Even though the Los Angeles Dodgers are in last place, they still have the support of Jewish Angelinos-- at least the living ones.
Our Dodger support goes way back, even to before Koufax. We once even occupied the same neighborhood, and I'm not talking about Brooklyn.
In Chavez Ravine, about a bloop single's distance beyond the Dodger Stadium parking lot, there once was a Jewish cemetery, the first one in LA.
This season, there's an almost spooky feeling in town, especially at the stadium where attendance is down. You don't hear the Dodger games on car radios anymore. And last week my kids were able to buy good upper deck seats on StubHub for five bucks each.
The former team of owners Frank and Jamie McCourt continue to struggle through an ugly divorce. The team's on the brink of bankruptcy. And a guy committing the "transgression" of wearing a Giant's jersey to the season's home opener against San Francisco, was almost beaten to death in the parking lot.
It doesn't look like the franchise has a ghost of a chance to win the division (at this writing, their record was a scary 12 games below .500).

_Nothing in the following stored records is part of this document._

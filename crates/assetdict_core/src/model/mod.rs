//! Domain model for asset-dictionary hierarchies.
//!
//! # Responsibility
//! - Define the canonical dictionary/node records cached by the store.
//! - Define the materialized tree projection consumed by views.
//!
//! # Invariants
//! - Every record is identified by a stable UUID.
//! - Nodes form a forest: parent links stay inside one dictionary and
//!   never cycle (enforced by the store before mutations are issued).

pub mod dictionary;
pub mod template;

It's a house of horror up there but don't blame us. We moved out of the neighborhood around one hundred years ago.
Or so the story goes.
In 1855, according to a 1969 article in the Western States Jewish History Journal by Thomas Cohen, a title was granted to the Los Angeles Hebrew Benevolent Society for a "piece of ground," in Chavez Ravine to be used "as a burying ground for the Israelites forever."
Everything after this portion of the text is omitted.